Welker talks a reluctant Blake into taking a job printing literature for the Bund. Blake is terrified by the murder he saw and almost paralyzed with fear his spying will be discovered. He laments every assignment and drags his feet in accepting each new task, proving once again that true courage is not going boldly into the unknown, but knowing the danger and going anyway. And when his German masters, in turn, ask him to spy on the Communists, he’s a pretzel of hesitation.
Kurland develops the plot in a number of interesting ways by giving Lord Geoffrey his own brush with the Nazis when he accompanies HRH Prince Edward, Duke of Windsor, on an official visit to Germany. HRH find Hitler impressive and forceful, and Saboy responds that one likely acquires the habit of being forceful when no one dares disagree. If you are familiar with the real-life affinity HRH had for Hitler, this plotline is especially intriguing.

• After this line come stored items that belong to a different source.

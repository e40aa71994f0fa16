// Copyright (c) 2025 Erick Bourgeois, firestoned
// SPDX-License-Identifier: MIT

//! List+Watch synchronization of one resource kind into a [`ResourceStore`].
//!
//! A [`Reflector`] runs the following state machine until shutdown:
//!
//! ```text
//!  Initializing --list ok--> Synced --watch ends--> Resyncing --list ok--> Synced ...
//!        |                                                                   |
//!        +------------------------- shutdown -----------------------> Stopped
//! ```
//!
//! - A full List replaces the whole store atomically.
//! - Watch events are applied one at a time, in the order they are received.
//! - A watch ends when the server closes it, when it reports an error, or when
//!   the resync period elapses; each case leads to a fresh List.
//! - Failed List/Watch calls are logged and retried with backoff. They never
//!   propagate to readers, who only ever observe (bounded) staleness.
//! - The backoff resets once a List succeeds and the watch that follows it
//!   ends without failing.

use crate::backoff::reflector_backoff;
use crate::lifecycle::ShutdownSignal;
use crate::metrics;
use crate::source::{ListWatch, WatchEvent};
use crate::store::{ObjectKey, ResourceStore};
use futures::StreamExt;
use kube::Resource;
use std::fmt;
use std::sync::atomic::{AtomicBool, Ordering};
use std::sync::{Arc, Mutex, PoisonError};
use std::time::{Duration, Instant};
use tracing::{debug, info, warn};

/// Observable phase of a reflector.
#[derive(Debug, Clone, Copy, PartialEq, Eq)]
pub enum ReflectorState {
    /// Waiting for the first successful List
    Initializing,
    /// Store installed; applying watch events
    Synced,
    /// Watch ended; re-listing
    Resyncing,
    /// Shutdown observed; no further API calls or store writes
    Stopped,
}

impl fmt::Display for ReflectorState {
    fn fmt(&self, f: &mut fmt::Formatter<'_>) -> fmt::Result {
        let name = match self {
            Self::Initializing => "initializing",
            Self::Synced => "synced",
            Self::Resyncing => "resyncing",
            Self::Stopped => "stopped",
        };
        f.write_str(name)
    }
}

/// Shared, cheaply clonable view of a reflector's progress.
#[derive(Debug, Clone)]
pub struct ReflectorStatus {
    kind: &'static str,
    synced: Arc<AtomicBool>,
    state: Arc<Mutex<ReflectorState>>,
}

impl ReflectorStatus {
    fn new(kind: &'static str) -> Self {
        Self {
            kind,
            synced: Arc::new(AtomicBool::new(false)),
            state: Arc::new(Mutex::new(ReflectorState::Initializing)),
        }
    }

    /// Resource kind of the reflector.
    #[must_use]
    pub fn kind(&self) -> &'static str {
        self.kind
    }

    /// Whether at least one full List has been installed. Never reverts to `false`.
    #[must_use]
    pub fn has_synced(&self) -> bool {
        self.synced.load(Ordering::Acquire)
    }

    /// Current state machine phase.
    #[must_use]
    pub fn state(&self) -> ReflectorState {
        *self.state.lock().unwrap_or_else(PoisonError::into_inner)
    }

    fn set_state(&self, state: ReflectorState) {
        *self.state.lock().unwrap_or_else(PoisonError::into_inner) = state;
    }

    fn mark_synced(&self) -> bool {
        !self.synced.swap(true, Ordering::AcqRel)
    }
}

/// Why a watch stopped delivering events.
#[derive(Debug, Clone, Copy, PartialEq, Eq)]
enum WatchEnd {
    /// The resync period elapsed
    Interval,
    /// The server closed the stream
    Closed,
    /// The stream reported an error
    StreamError,
    /// The watch could not be opened
    WatchError,
    /// Shutdown was signalled
    Shutdown,
}

impl WatchEnd {
    fn as_str(self) -> &'static str {
        match self {
            Self::Interval => "interval",
            Self::Closed => "closed",
            Self::StreamError => "stream_error",
            Self::WatchError => "watch_error",
            Self::Shutdown => "shutdown",
        }
    }

    fn is_failure(self) -> bool {
        matches!(self, Self::StreamError | Self::WatchError)
    }
}

/// Keeps a [`ResourceStore`] synchronized with a [`ListWatch`] source.
pub struct Reflector<K> {
    kind: &'static str,
    source: Arc<dyn ListWatch<K>>,
    store: ResourceStore<K>,
    resync_period: Duration,
    status: ReflectorStatus,
}

impl<K> Reflector<K>
where
    K: Resource + Send + Sync + 'static,
{
    /// Create a reflector writing into `store`.
    ///
    /// The reflector is the only writer of `store`; it does nothing until [`run`](Self::run).
    #[must_use]
    pub fn new(
        source: Arc<dyn ListWatch<K>>,
        store: ResourceStore<K>,
        resync_period: Duration,
    ) -> Self {
        let kind = store.kind();
        Self {
            kind,
            source,
            store,
            resync_period,
            status: ReflectorStatus::new(kind),
        }
    }

    /// Handle for observing sync progress while the reflector runs.
    #[must_use]
    pub fn status(&self) -> ReflectorStatus {
        self.status.clone()
    }

    /// Run List/Watch cycles until `shutdown` fires.
    pub async fn run(self, mut shutdown: ShutdownSignal) {
        info!(kind = self.kind, resync_period = ?self.resync_period, "Starting reflector");
        let mut backoff = reflector_backoff(self.resync_period);
        metrics::record_unsynced(self.kind);

        while !shutdown.is_shutdown() {
            let started = Instant::now();
            let listed = tokio::select! {
                biased;
                () = shutdown.wait() => break,
                result = self.source.list() => result,
            };

            let snapshot = match listed {
                Ok(snapshot) => snapshot,
                Err(e) => {
                    metrics::record_list_error(self.kind, started.elapsed());
                    let retry_after = backoff.next_backoff();
                    warn!(
                        kind = self.kind,
                        error = %e,
                        retry_after = ?retry_after,
                        "List failed, will retry"
                    );
                    if !sleep_unless_shutdown(retry_after, &mut shutdown).await {
                        break;
                    }
                    continue;
                }
            };

            metrics::record_list_success(self.kind, started.elapsed());
            if shutdown.is_shutdown() {
                break;
            }
            let count = snapshot.items.len();
            self.store.replace_all(snapshot.items);
            metrics::record_store_size(self.kind, self.store.len());

            if self.status.mark_synced() {
                metrics::record_synced(self.kind);
                info!(kind = self.kind, objects = count, "Initial sync complete");
            } else {
                debug!(kind = self.kind, objects = count, "Resync complete");
            }
            self.status.set_state(ReflectorState::Synced);

            let end = self.watch(&snapshot.resource_version, &mut shutdown).await;
            if end == WatchEnd::Shutdown {
                break;
            }

            metrics::record_resync(self.kind, end.as_str());
            self.status.set_state(ReflectorState::Resyncing);
            debug!(kind = self.kind, reason = end.as_str(), "Watch ended, resyncing");

            if end.is_failure() {
                let retry_after = backoff.next_backoff();
                if !sleep_unless_shutdown(retry_after, &mut shutdown).await {
                    break;
                }
            } else {
                backoff.reset();
            }
        }

        self.status.set_state(ReflectorState::Stopped);
        info!(kind = self.kind, "Reflector stopped");
    }

    /// Apply watch events from `resource_version` until the watch ends.
    async fn watch(&self, resource_version: &str, shutdown: &mut ShutdownSignal) -> WatchEnd {
        let opened = tokio::select! {
            biased;
            () = shutdown.wait() => return WatchEnd::Shutdown,
            result = self.source.watch(resource_version) => result,
        };

        let mut stream = match opened {
            Ok(stream) => stream,
            Err(e) => {
                warn!(kind = self.kind, error = %e, "Failed to open watch");
                return WatchEnd::WatchError;
            }
        };
        debug!(kind = self.kind, resource_version = %resource_version, "Watch opened");

        let deadline = tokio::time::sleep(self.resync_period);
        tokio::pin!(deadline);

        loop {
            tokio::select! {
                biased;
                () = shutdown.wait() => return WatchEnd::Shutdown,
                () = &mut deadline => return WatchEnd::Interval,
                next = stream.next() => match next {
                    Some(Ok(event)) => self.apply(event),
                    Some(Err(e)) => {
                        warn!(kind = self.kind, error = %e, "Watch stream failed");
                        return WatchEnd::StreamError;
                    }
                    None => return WatchEnd::Closed,
                },
            }
        }
    }

    /// Apply one event to the store.
    ///
    /// Every watch end leads to a fresh List, so the versions carried by events
    /// and bookmarks are not kept.
    fn apply(&self, event: WatchEvent<K>) {
        match event {
            WatchEvent::Added(obj) => {
                debug!(kind = self.kind, key = %ObjectKey::from_resource(&obj), "Added");
                self.store.upsert(obj);
                metrics::record_watch_event(self.kind, "added");
            }
            WatchEvent::Modified(obj) => {
                debug!(kind = self.kind, key = %ObjectKey::from_resource(&obj), "Modified");
                self.store.upsert(obj);
                metrics::record_watch_event(self.kind, "modified");
            }
            WatchEvent::Deleted(obj) => {
                let key = ObjectKey::from_resource(&obj);
                debug!(kind = self.kind, key = %key, "Deleted");
                self.store.delete(&key.namespace, &key.name);
                metrics::record_watch_event(self.kind, "deleted");
            }
            WatchEvent::Bookmark(version) => {
                debug!(kind = self.kind, resource_version = %version, "Bookmark");
                metrics::record_watch_event(self.kind, "bookmark");
            }
        }
        metrics::record_store_size(self.kind, self.store.len());
    }
}

/// Sleep for `duration`; returns `false` if shutdown fired first.
async fn sleep_unless_shutdown(duration: Duration, shutdown: &mut ShutdownSignal) -> bool {
    tokio::select! {
        biased;
        () = shutdown.wait() => false,
        () = tokio::time::sleep(duration) => true,
    }
}

#[cfg(test)]
#[path = "reflector_tests.rs"]
mod reflector_tests;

Meanwhile, intelligence from multiple sources suggests the Gestapo is planning a major terror event in New York, which they plan to set up so that blame lands on the Communists. But what, where, and when is this to take place? These questions preoccupy the British couple and Welker, their American friend (and possible future amour of Lady Patricia).
The nicely plotted story moves along at a sprightly pace. Though the characters are dealing with deadly serious matters, they maintain their lighthearted, let’s-not-take-ourselves-too-seriously banter. Kurland captures the spirit of the times: the oppressive gloom in Germany, the uncertainties regarding impending war in Britain, and the fear of the extremists of right and left who threaten America. You may be as delighted as I am that The Bells of Hell is billed as ‘A Welker and Saboy Thriller,’ signaling the possibility of more about this engaging trio in future.